6. Borobudur, Indonesia
Borobudur is a Buddhist monument in Central Java that stands on a stupendous scale - a Mandala-shaped structure that immortalizes Buddhist cosmology in stone. Visitors climb a series of platforms united by a circling pathway that takes them through three levels of Buddhist cosmology. Visitors walking the pathway see 2,672 well-preserved relief panels that tell stories from the Buddha's life and parables from Buddhist texts.
7. Angkor Wat, Cambodia
Angkor Wat was built between 1130 and 1150 AD by King Suryavarman II, and consists of an enormous temple pyramid covering a sprawling area measuring 4,250 by 5,000 feet, surrounded by a moat over 600 feet wide.
The size is intended to be nothing less than a symbol of the universe as the Hindu Khmer understood it: the moat stands for the oceans around the earth; the concentric galleries represent the mountain ranges surrounding the divine Mount Meru, the Hindu home of the gods, which is itself embodied by the five central towers. The walls are covered with carvings depicting the god Vishnu (to whom Angkor was principally dedicated), as well as other scenes from Hindu mythology.

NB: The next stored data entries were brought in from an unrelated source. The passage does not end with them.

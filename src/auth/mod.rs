pub mod cookie;
pub mod guard;
pub mod password;
pub mod role;
pub mod session;

pub use cookie::{read_cookie, SessionCookie};
pub use guard::{authorize, tenant_scope, AuthResult, TenantScope};
pub use password::{
    hash_password, meets_minimum_length, verify_credentials, verify_password, PasswordError,
};
pub use role::{Role, UnknownRole};
pub use session::{Claims, SessionCodec, SessionError, SessionPayload, Sessions};
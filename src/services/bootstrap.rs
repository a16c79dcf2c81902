//! First-run provisioning of the platform super admin.

use anyhow::Context;
use uuid::Uuid;

use crate::auth::{hash_password, meets_minimum_length, password::MIN_PASSWORD_LENGTH, Role};
use crate::config::BootstrapConfig;
use crate::database::{Store, StoreError, User};

#[derive(Debug, Clone, PartialEq, Eq)]
pub enum BootstrapOutcome {
    /// No bootstrap credentials configured.
    Skipped,
    AlreadyPresent(Uuid),
    Created(Uuid),
}

/// Create a tenantless `super_admin` from the bootstrap credentials unless a
/// user with that username already exists.
pub async fn ensure_super_admin(
    store: &Store,
    config: &BootstrapConfig,
) -> anyhow::Result<BootstrapOutcome> {
    let (Some(username), Some(password)) = (config.username.as_deref(), config.password.as_deref())
    else {
        return Ok(BootstrapOutcome::Skipped);
    };

    let username = username.trim();
    anyhow::ensure!(!username.is_empty(), "bootstrap username is empty");
    anyhow::ensure!(
        meets_minimum_length(password),
        "bootstrap password must be at least {} characters",
        MIN_PASSWORD_LENGTH
    );

    if let Some(existing) = store.users.find_unique("username", username).await? {
        if existing.role != Role::SuperAdmin {
            tracing::warn!(
                username,
                role = %existing.role,
                "bootstrap username belongs to a non super admin account; leaving it unchanged"
            );
        }
        return Ok(BootstrapOutcome::AlreadyPresent(existing.id));
    }

    let password = password.to_string();
    let password_hash = tokio::task::spawn_blocking(move || hash_password(&password))
        .await
        .context("password hashing task panicked")??;

    let user = User::new(
        None,
        username.to_string(),
        password_hash,
        Role::SuperAdmin,
        Some("Platform administrator".to_string()),
    );

    match store.users.create(user).await {
        Ok(created) => {
            tracing::info!(user_id = %created.id, username, "bootstrap super admin created");
            Ok(BootstrapOutcome::Created(created.id))
        }
        // Another instance won the race.
        Err(StoreError::Conflict(_)) => {
            let existing = store
                .users
                .find_unique("username", username)
                .await?
                .context("bootstrap user vanished after conflict")?;
            Ok(BootstrapOutcome::AlreadyPresent(existing.id))
        }
        Err(e) => Err(e.into()),
    }
}

#[cfg(test)]
mod tests {
    use super::*;
    use crate::auth::verify_password;

    fn credentials(username: &str, password: &str) -> BootstrapConfig {
        BootstrapConfig {
            username: Some(username.to_string()),
            password: Some(password.to_string()),
        }
    }

    #[tokio::test]
    async fn skipped_without_credentials() {
        let store = Store::in_memory();
        let config = BootstrapConfig {
            username: None,
            password: None,
        };
        assert_eq!(
            ensure_super_admin(&store, &config).await.unwrap(),
            BootstrapOutcome::Skipped
        );
    }

    #[tokio::test]
    async fn creates_platform_super_admin_once() {
        let store = Store::in_memory();
        let config = credentials("root", "bootstrap-password");

        let first = ensure_super_admin(&store, &config).await.unwrap();
        let BootstrapOutcome::Created(id) = first else {
            panic!("expected creation, got {:?}", first);
        };

        let user = store.users.get_by_id(id).await.unwrap().unwrap();
        assert_eq!(user.role, Role::SuperAdmin);
        assert_eq!(user.tenant_id, None);
        assert!(verify_password("bootstrap-password", &user.password_hash));

        let second = ensure_super_admin(&store, &config).await.unwrap();
        assert_eq!(second, BootstrapOutcome::AlreadyPresent(id));
    }

    #[tokio::test]
    async fn short_password_is_refused() {
        let store = Store::in_memory();
        assert!(ensure_super_admin(&store, &credentials("root", "short"))
            .await
            .is_err());
    }

    #[tokio::test]
    async fn short_password_is_measured_in_characters() {
        let store = Store::in_memory();
        // fourteen bytes but only seven characters
        let config = credentials("root", "ééééééé");
        assert!(ensure_super_admin(&store, &config).await.is_err());
        assert!(store.users.get_all(None).await.unwrap().is_empty());
    }
}
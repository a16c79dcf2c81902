use sqlx::{postgres::PgPoolOptions, PgPool};
use std::time::Duration;
use thiserror::Error;
use tracing::info;

use crate::config::DatabaseConfig;

#[derive(Debug, Error)]
pub enum DatabaseError {
    #[error("Missing configuration: {0}")]
    ConfigMissing(&'static str),

    #[error("Invalid database URL")]
    InvalidDatabaseUrl,

    #[error(transparent)]
    Sqlx(#[from] sqlx::Error),

    #[error(transparent)]
    Migrate(#[from] sqlx::migrate::MigrateError),
}

/// Connection pool setup for the PostgreSQL backend.
pub struct DatabaseManager;

impl DatabaseManager {
    /// Open a pool from configuration and optionally apply embedded migrations.
    pub async fn connect(config: &DatabaseConfig) -> Result<PgPool, DatabaseError> {
        let url = config
            .url
            .as_deref()
            .ok_or(DatabaseError::ConfigMissing("DATABASE_URL"))?;
        let redacted = Self::redact_url(url)?;

        let pool = PgPoolOptions::new()
            .max_connections(config.max_connections)
            .acquire_timeout(Duration::from_secs(config.connect_timeout_secs))
            .connect(url)
            .await?;
        info!("Connected to database: {}", redacted);

        if config.run_migrations {
            Self::migrate(&pool).await?;
        }

        Ok(pool)
    }

    pub async fn migrate(pool: &PgPool) -> Result<(), DatabaseError> {
        sqlx::migrate!("./migrations").run(pool).await?;
        info!("Database migrations applied");
        Ok(())
    }

    /// Connection string safe for logs: password replaced.
    pub fn redact_url(raw: &str) -> Result<String, DatabaseError> {
        let mut url = url::Url::parse(raw).map_err(|_| DatabaseError::InvalidDatabaseUrl)?;
        if url.password().is_some() {
            url.set_password(Some("***"))
                .map_err(|_| DatabaseError::InvalidDatabaseUrl)?;
        }
        Ok(url.into())
    }
}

8. Candi Prambanan, Indonesia
Candi Prambanan is a 224-temple complex in Central Java dominated by three lofty spires representing the trimurti (trinity) of the Hindu religion. The tallest spire rises more than 150 feet high over the surrounding countryside.
Prambanan was built in 856 CE by a Hindu prince who had married into the ruling Buddhist Sailendra monarchy. After centuries of neglect, the authorities restored Prambanan only to see it toppled by a major earthquake in 2006. Restoration efforts are ongoing.
9. Melaka, Malaysia
Melaka is called "the Historic City" by Malaysians. Its strategic location, sitting right in the eponymous Straits of Malacca, made it a tempting target for Chinese, Dutch, English, and Japanese conquerors, each of whom left an indelible imprint on the city and its people.
The Dutch left a particularly impressive imprint on Melaka, with many fine buildings that stand to this day - foremost among these are the Stadthuys, a salmon pink town hall, and Christ Church, a Dutch Reformed Church that was taken over by the British and converted into an Anglican place of worship.
10. Vigan, Philippines
Vigan is a well-preserved old town in the north of the Philippines, with houses constructed in the old Spanish colonial style. Rich Chinese traders built the old houses along Vigan's Calle Crisologo - these are robust stone, clay and wood houses built to resist earthquakes and stay cool in the tropical sun.
Other notable landmarks in Vigan include St. Paul’s Cathedral, a 200-year-old baroque church, and the Palacio de Arzobispado, a cleric's residence and museum.